Your instructions -> Your task is to copy each line of the material that includes "controller".

Information shown ->
- - -
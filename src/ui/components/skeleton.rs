//! Loading skeleton
//!
//! Pulsing placeholder bars shown while a request is in flight.

use crate::ui::theme::Theme;
use egui::{Sense, Ui, Vec2};

/// Heights of the skeleton bars, top to bottom
const BAR_HEIGHTS: [f32; 5] = [20.0, 40.0, 128.0, 128.0, 128.0];

/// Corner radius of each bar
const BAR_ROUNDING: f32 = 6.0;

/// Pulsing loading bars
pub struct Skeleton<'a> {
    theme: &'a Theme,
}

impl<'a> Skeleton<'a> {
    pub fn new(theme: &'a Theme) -> Self {
        Self { theme }
    }

    /// Opacity of the bars at time `t` (seconds)
    pub fn pulse(t: f64) -> f32 {
        (((t * 2.0).sin() * 0.5 + 0.5) * 0.6 + 0.4) as f32
    }

    pub fn show(&self, ui: &mut Ui) -> egui::Response {
        let t = ui.ctx().input(|i| i.time);
        let color = self.theme.skeleton.gamma_multiply(Self::pulse(t));
        let width = ui.available_width();

        let response = ui
            .vertical(|ui| {
                ui.spacing_mut().item_spacing.y = self.theme.spacing;
                for height in BAR_HEIGHTS {
                    let (rect, _) =
                        ui.allocate_exact_size(Vec2::new(width, height), Sense::hover());
                    ui.painter().rect_filled(rect, BAR_ROUNDING, color);
                }
            })
            .response;

        ui.ctx().request_repaint();
        response
    }
}
//! Prompt submission lifecycle
//!
//! - **state**: `SubmissionState` and the `PromptInput` buffer
//! - **worker**: Background thread running the service calls
//! - **controller**: UI-side owner of the state and the worker handle

pub mod controller;
pub mod state;
pub mod worker;

pub use controller::RequestController;
pub use state::{PromptInput, SubmissionState};
pub use worker::{RequestCommand, RequestEvent, RequestHandle, RequestWorker};
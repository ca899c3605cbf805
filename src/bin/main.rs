use clap::Parser;
use tracing_subscriber::{layer::SubscriberExt, util::SubscriberInitExt};

#[derive(Parser, Debug)]
#[command(name = "movieproxy-server")]
#[command(about = "Movie search and recommendation proxy for TMDB", long_about = None)]
struct Args {
    #[arg(short, long)]
    config: Option<String>,
    #[arg(short, long)]
    debug: bool,
}

#[tokio::main]
async fn main() {
    // Local development keeps the API key in .env.
    let _ = dotenvy::dotenv();

    let args = Args::parse();
    let default_filter = if args.debug {
        "movieproxy=debug,tower_http=debug"
    } else {
        "movieproxy=info,tower_http=info"
    };

    tracing_subscriber::registry()
        .with(
            tracing_subscriber::EnvFilter::try_from_default_env()
                .unwrap_or_else(|_| default_filter.into()),
        )
        .with(tracing_subscriber::fmt::layer())
        .init();

    if let Err(e) = movieproxy::run(args.config.as_deref(), args.debug).await {
        eprintln!("Error: {}", e);
        std::process::exit(1);
    }
}
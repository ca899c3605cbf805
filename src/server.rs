use axum::{extract::Request, http::StatusCode, response::IntoResponse, routing::get, Router};
use std::sync::Arc;
use tower::ServiceBuilder;
use tower_http::{
    compression::CompressionLayer,
    cors::{AllowHeaders, AllowMethods, AllowOrigin, CorsLayer},
    trace::TraceLayer,
};

use crate::config::{Config, ConfigError};
use crate::tmdb::{GenreCache, MovieApi};

#[derive(Clone)]
pub struct AppState {
    pub config: Arc<Config>,
    pub tmdb: Arc<dyn MovieApi>,
    pub genres: Arc<GenreCache>,
}

impl AppState {
    pub fn new(config: Config, tmdb: Arc<dyn MovieApi>, genres: GenreCache) -> Self {
        Self {
            config: Arc::new(config),
            tmdb,
            genres: Arc::new(genres),
        }
    }
}

pub fn build_router(state: AppState) -> Result<Router, ConfigError> {
    // Credentials rule out wildcards, so methods and headers mirror the request.
    let cors = CorsLayer::new()
        .allow_origin(AllowOrigin::list(state.config.cors.origin_headers()?))
        .allow_methods(AllowMethods::mirror_request())
        .allow_headers(AllowHeaders::mirror_request())
        .allow_credentials(true);

    let router = Router::new()
        .route("/search", get(crate::api::search_movie))
        .route("/search/", get(crate::api::search_movie))
        .route("/movie/:movie_id", get(crate::api::get_movie_details))
        .route(
            "/recommendations/:movie_id",
            get(crate::api::get_recommendations),
        )
        .fallback(fallback_handler)
        .layer(
            ServiceBuilder::new()
                .layer(TraceLayer::new_for_http())
                .layer(CompressionLayer::new())
                .layer(cors)
                .layer(axum::middleware::from_fn(crate::middleware::log_request)),
        )
        .with_state(state);

    Ok(router)
}

async fn fallback_handler(req: Request) -> impl IntoResponse {
    // Preflight requests are answered by the CORS layer before reaching here.
    if req.method() == axum::http::Method::OPTIONS {
        return StatusCode::OK.into_response();
    }
    StatusCode::NOT_FOUND.into_response()
}
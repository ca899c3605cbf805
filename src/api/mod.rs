pub mod handlers;
pub mod project;
pub mod types;

pub use handlers::*;
pub use types::*;
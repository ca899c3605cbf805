pub mod client;
pub mod genres;
pub mod types;

pub use client::*;
pub use genres::*;
pub use types::*;
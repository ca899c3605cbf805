pub mod api;
pub mod config;
pub mod middleware;
pub mod server;
pub mod tmdb;

use std::net::SocketAddr;
use std::sync::Arc;
use tracing::{info, warn};

use crate::tmdb::{GenreCache, MovieApi, TmdbClient};

#[derive(Debug, thiserror::Error)]
pub enum ServerError {
    #[error("Configuration error: {0}")]
    Config(#[from] config::ConfigError),
    #[error("Upstream client error: {0}")]
    Upstream(#[from] tmdb::UpstreamError),
    #[error("Server error: {0}")]
    Server(String),
}

/// Fills the genre cache before any request is served. A failed fetch is
/// reported and leaves the cache empty, so genres resolve to "Unknown".
pub async fn load_genres(api: &dyn MovieApi) -> GenreCache {
    let mut genres = GenreCache::new();
    match genres.populate(api).await {
        Ok(count) => info!("Loaded {} genres", count),
        Err(e) => warn!("Failed to load genre list, genre names will be unknown: {}", e),
    }
    genres
}

pub async fn run(config_path: Option<&str>, debug_logs: bool) -> Result<(), ServerError> {
    let mut config = config::Config::load(config_path)?;
    config.debug_logs = debug_logs;

    match config_path {
        Some(path) => info!("Using config file: {}", path),
        None => info!("No config file given, using defaults"),
    }
    if debug_logs {
        info!("Debug logging enabled");
    }
    if config.tmdb.api_key.is_empty() {
        warn!("{} is not set, upstream requests will fail", config::API_KEY_ENV);
    }

    let tmdb: Arc<dyn MovieApi> = Arc::new(TmdbClient::new(&config.tmdb)?);

    info!("Fetching genre list from {}", config.tmdb.base_url);
    let genres = load_genres(tmdb.as_ref()).await;

    let addr: SocketAddr = format!("{}:{}", config.listen.address, config.listen.port)
        .parse()
        .map_err(|e| ServerError::Server(format!("Invalid address: {}", e)))?;

    let tls_paths = match (&config.listen.tlscert, &config.listen.tlskey) {
        (Some(cert), Some(key)) => Some((cert.clone(), key.clone())),
        _ => None,
    };

    let state = server::AppState::new(config, tmdb, genres);
    let app = server::build_router(state)?;

    if let Some((cert_path, key_path)) = tls_paths {
        info!("Loading TLS certificate from {}", cert_path);
        info!("Loading TLS key from {}", key_path);

        let tls_config = axum_server::tls_rustls::RustlsConfig::from_pem_file(&cert_path, &key_path)
            .await
            .map_err(|e| ServerError::Server(format!("Failed to load TLS config: {}", e)))?;

        info!("Serving HTTPS on {}", addr);

        axum_server::bind_rustls(addr, tls_config)
            .serve(app.into_make_service())
            .await
            .map_err(|e| ServerError::Server(format!("Server error: {}", e)))?;
    } else {
        info!("Serving HTTP on {}", addr);

        let listener = tokio::net::TcpListener::bind(addr)
            .await
            .map_err(|e| ServerError::Server(format!("Failed to bind: {}", e)))?;

        axum::serve(listener, app)
            .await
            .map_err(|e| ServerError::Server(format!("Server error: {}", e)))?;
    }

    Ok(())
}
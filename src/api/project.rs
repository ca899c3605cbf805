use serde_json::Number;
use std::cmp::Ordering;

use super::types::*;
use crate::tmdb::{GenreCache, Movie};

pub const MIN_VOTE_COUNT: f64 = 100.0;
pub const MIN_POPULARITY: f64 = 10.0;

pub fn poster_url(image_base_url: &str, poster_path: Option<&str>) -> Option<String> {
    match poster_path {
        Some(path) if !path.is_empty() => Some(format!("{}{}", image_base_url, path)),
        _ => None,
    }
}

/// Rounds to 2 decimals, exact halves going to the even neighbour (7.125 -> 7.12).
pub fn round2(value: f64) -> f64 {
    (value * 100.0).round_ties_even() / 100.0
}

fn as_f64(value: Option<&Number>) -> f64 {
    value.and_then(Number::as_f64).unwrap_or(0.0)
}

fn or_zero(value: Option<Number>) -> Number {
    value.unwrap_or_else(|| Number::from(0))
}

fn release_date(movie: &Movie) -> String {
    movie
        .release_date
        .clone()
        .unwrap_or_else(|| NOT_AVAILABLE.to_string())
}

fn is_popular(movie: &Movie) -> bool {
    as_f64(movie.vote_count.as_ref()) > MIN_VOTE_COUNT
        && as_f64(movie.popularity.as_ref()) > MIN_POPULARITY
}

/// Keeps well-voted popular movies and orders them by popularity, highest first.
/// Equal popularity keeps the upstream order.
pub fn search_results(movies: Vec<Movie>, image_base_url: &str) -> Vec<SearchResult> {
    let mut results: Vec<SearchResult> = movies
        .into_iter()
        .filter(is_popular)
        .map(|movie| SearchResult {
            id: movie.id,
            release_date: release_date(&movie),
            poster_url: poster_url(image_base_url, movie.poster_path.as_deref()),
            rating: match movie.vote_average {
                Some(score) => Rating::Score(score),
                None => Rating::NotAvailable(NOT_AVAILABLE),
            },
            popularity: or_zero(movie.popularity),
            vote_count: or_zero(movie.vote_count),
            title: movie.title,
            overview: movie.overview,
        })
        .collect();

    results.sort_by(|a, b| {
        as_f64(Some(&b.popularity))
            .partial_cmp(&as_f64(Some(&a.popularity)))
            .unwrap_or(Ordering::Equal)
    });
    results
}

pub fn recommendations(
    movies: Vec<Movie>,
    genres: &GenreCache,
    image_base_url: &str,
) -> Vec<Recommendation> {
    movies
        .into_iter()
        .map(|movie| Recommendation {
            release_date: release_date(&movie),
            poster_url: poster_url(image_base_url, movie.poster_path.as_deref()),
            rating: round2(as_f64(movie.vote_average.as_ref())),
            genres: genres.names_for(movie.genre_ids.as_deref().unwrap_or(&[])),
            popularity: or_zero(movie.popularity),
            vote_count: or_zero(movie.vote_count),
            title: movie.title.unwrap_or_else(|| UNKNOWN_TITLE.to_string()),
            overview: movie.overview.unwrap_or_else(|| NO_OVERVIEW.to_string()),
        })
        .collect()
}
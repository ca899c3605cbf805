use axum::{extract::Request, middleware::Next, response::Response};
use std::time::Instant;
use tracing::info;

pub async fn log_request(req: Request, next: Next) -> Response {
    let method = req.method().clone();
    let uri = req.uri().clone();
    let start = Instant::now();

    let response = next.run(req).await;

    let status = response.status().as_u16();
    let content_length = response
        .headers()
        .get(axum::http::header::CONTENT_LENGTH)
        .and_then(|v| v.to_str().ok())
        .and_then(|v| v.parse::<u64>().ok())
        .unwrap_or(0);

    info!(
        method = %method,
        url = %uri,
        status = status,
        length = content_length,
        elapsed_ms = start.elapsed().as_millis() as u64,
        "HTTP request"
    );

    response
}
- - -
Response box ->
//! - **controller**: UI-side owner of the state and the worker handle
pub mod controller;
pub use controller::RequestController;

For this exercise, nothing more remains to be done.